#sknebelgets a preview of "Show/Hide Transcript..." in -streams and yeah, that's what the microformats text form starts with. wonder if thats something that can be improved
geoffo joined the channel
#capjamesghalts the Taylor Swift music to listen to TWITWAE
#Loqi[preview] [Danilo] Took about a week of steady work to gain feature parity, but I've got SvelteKit generating a static site via Netlify, and Ghost has been replaced.What a robust community Svelte has. I found backup on nearly everything I needed, from date formatters t...
#capjamesgbkil [KevinMarks] [snarfed] What is the best way to rank documents with attributes that have different data types?
#[snarfed]Sorry, I don't actually know much about IR or search
#capjamesgI have two attributes: vector similarity and time. I want to weigh records published in the last 60 days more than the rest, but not exclude documents further back.

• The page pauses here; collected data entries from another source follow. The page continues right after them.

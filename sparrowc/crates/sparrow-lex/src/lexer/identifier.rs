//! Identifier and keyword lexing.
//!
//! Plain identifiers, `$`-identifiers and backtick-escaped identifiers.

use crate::scanner::Position;
use crate::token::TokenKind;
use crate::unicode::{is_digit, is_identifier_body, is_identifier_head};
use crate::Lexer;

impl<'a> Lexer<'a> {
    /// Lexes an identifier or keyword. The head scalar has been consumed.
    pub(super) fn lex_identifier(&mut self, start: Position) -> TokenKind {
        self.scanner.skip_while(is_identifier_body);
        TokenKind::from_keyword(self.scanner.text(start)).unwrap_or(TokenKind::Identifier)
    }

    /// Lexes `$`, `$0`-style placeholders and `$name` identifiers. The `$`
    /// has been consumed.
    pub(super) fn lex_dollar_ident(&mut self, start: Position) -> TokenKind {
        let mut all_digits = true;

        loop {
            let c = self.scanner.peek();
            if is_digit(c) {
                self.scanner.advance();
            } else if is_identifier_body(c) || c == '$' {
                all_digits = false;
                self.scanner.advance();
            } else {
                break;
            }
        }

        // A lone `$` is an identifier of its own.
        if self.scanner.text(start).len() == 1 || !all_digits {
            TokenKind::Identifier
        } else {
            TokenKind::DollarIdent
        }
    }

    /// Lexes `` `name` `` and `` `$` ``. The opening backtick has been
    /// consumed. Anything else leaves a lone [`Backtick`](TokenKind::Backtick).
    pub(super) fn lex_escaped_identifier(&mut self, start: Position) -> TokenKind {
        let after_tick = self.scanner.current();

        if self.scanner.match_if(is_identifier_head) {
            self.scanner.skip_while(is_identifier_body);
            if self.scanner.match_char('`') {
                return TokenKind::Identifier;
            }
        }

        self.scanner.rewind(after_tick);
        if self.scanner.match_str("$`") {
            return TokenKind::Identifier;
        }

        debug_assert_eq!(self.scanner.text(start), "`");
        TokenKind::Backtick
    }
}

#[cfg(test)]
mod tests {
    use crate::{Lexer, Token, TokenKind};

    fn lex_all(source: &str) -> Vec<Token<'_>> {
        Lexer::new(source).collect()
    }

    fn lex_one(source: &str) -> (TokenKind, &str) {
        let token = Lexer::new(source).next_token();
        (token.kind, token.text)
    }

    #[test]
    fn test_simple_identifier() {
        assert_eq!(lex_one("foo_bar_123"), (TokenKind::Identifier, "foo_bar_123"));
        assert_eq!(lex_one("_private"), (TokenKind::Identifier, "_private"));
    }

    #[test]
    fn test_keywords() {
        assert_eq!(lex_one("func"), (TokenKind::Func, "func"));
        assert_eq!(lex_one("init"), (TokenKind::Init, "init"));
        assert_eq!(lex_one("_"), (TokenKind::Underscore, "_"));
        assert_eq!(lex_one("__LINE__"), (TokenKind::MagicLine, "__LINE__"));
        assert_eq!(lex_one("lets"), (TokenKind::Identifier, "lets"));
    }

    #[test]
    fn test_identifiers_are_ascii() {
        let tokens = lex_all("café");
        assert_eq!(tokens[0].text, "caf");
        assert_eq!(tokens[1].kind, TokenKind::Unknown);
        assert_eq!(tokens[1].text, "é");
    }

    #[test]
    fn test_dollar_identifiers() {
        assert_eq!(lex_one("$"), (TokenKind::Identifier, "$"));
        assert_eq!(lex_one("$0"), (TokenKind::DollarIdent, "$0"));
        assert_eq!(lex_one("$12 "), (TokenKind::DollarIdent, "$12"));
        assert_eq!(lex_one("$foo"), (TokenKind::Identifier, "$foo"));
        assert_eq!(lex_one("$1a"), (TokenKind::Identifier, "$1a"));
        assert_eq!(lex_one("$a$b"), (TokenKind::Identifier, "$a$b"));
    }

    #[test]
    fn test_escaped_identifiers() {
        assert_eq!(lex_one("`class`"), (TokenKind::Identifier, "`class`"));
        assert_eq!(lex_one("`$`"), (TokenKind::Identifier, "`$`"));
        assert_eq!(lex_one("`foo"), (TokenKind::Backtick, "`"));
        assert_eq!(lex_one("``"), (TokenKind::Backtick, "`"));
    }

    #[test]
    fn test_unterminated_escape_leaves_name() {
        let kinds: Vec<_> = lex_all("`foo bar").iter().map(|t| t.kind).collect();
        assert_eq!(
            kinds,
            vec![TokenKind::Backtick, TokenKind::Identifier, TokenKind::Identifier]
        );
    }
}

#bkilOr you using some existing library or system perhaps such as Elasticsearch or is this full-custom?
#[KevinMarks]The basic idea is that you convert them into weighting factors and multiply them
#[KevinMarks]Making it clear waht is going on in results is harder.
#capjamesgHow do you do that [KevinMarks]? I struggled with this in IndieWeb Search.
#capjamesgbkil I have a faiss vector datastore and a JSON file that maps the vectors to documents.
#[KevinMarks]With technorati, we had post tables with different time horizons. We'd look in the "last 24 hours" one first, then the last week, then last 28 days, then full.
#[KevinMarks]This was based on sorting by date primarily, and having very variable in links.
#capjamesgI wanted to ask my Bot something along the lines of "based on things I have said recently in the IndieWeb chat, suggest blog post topics" but the IR mechanism doesn't care about dates.
#bkilSo basically as per the multiplication mentioned by [KevinMarks] , you may multiply the existing weight by the (inverse) of the logarithm of the age of the given document. What base you use for your logarithm is subject for experimentation of course.
#bkilBut I also like the binned approximation above - would probably be less resource intensive as well.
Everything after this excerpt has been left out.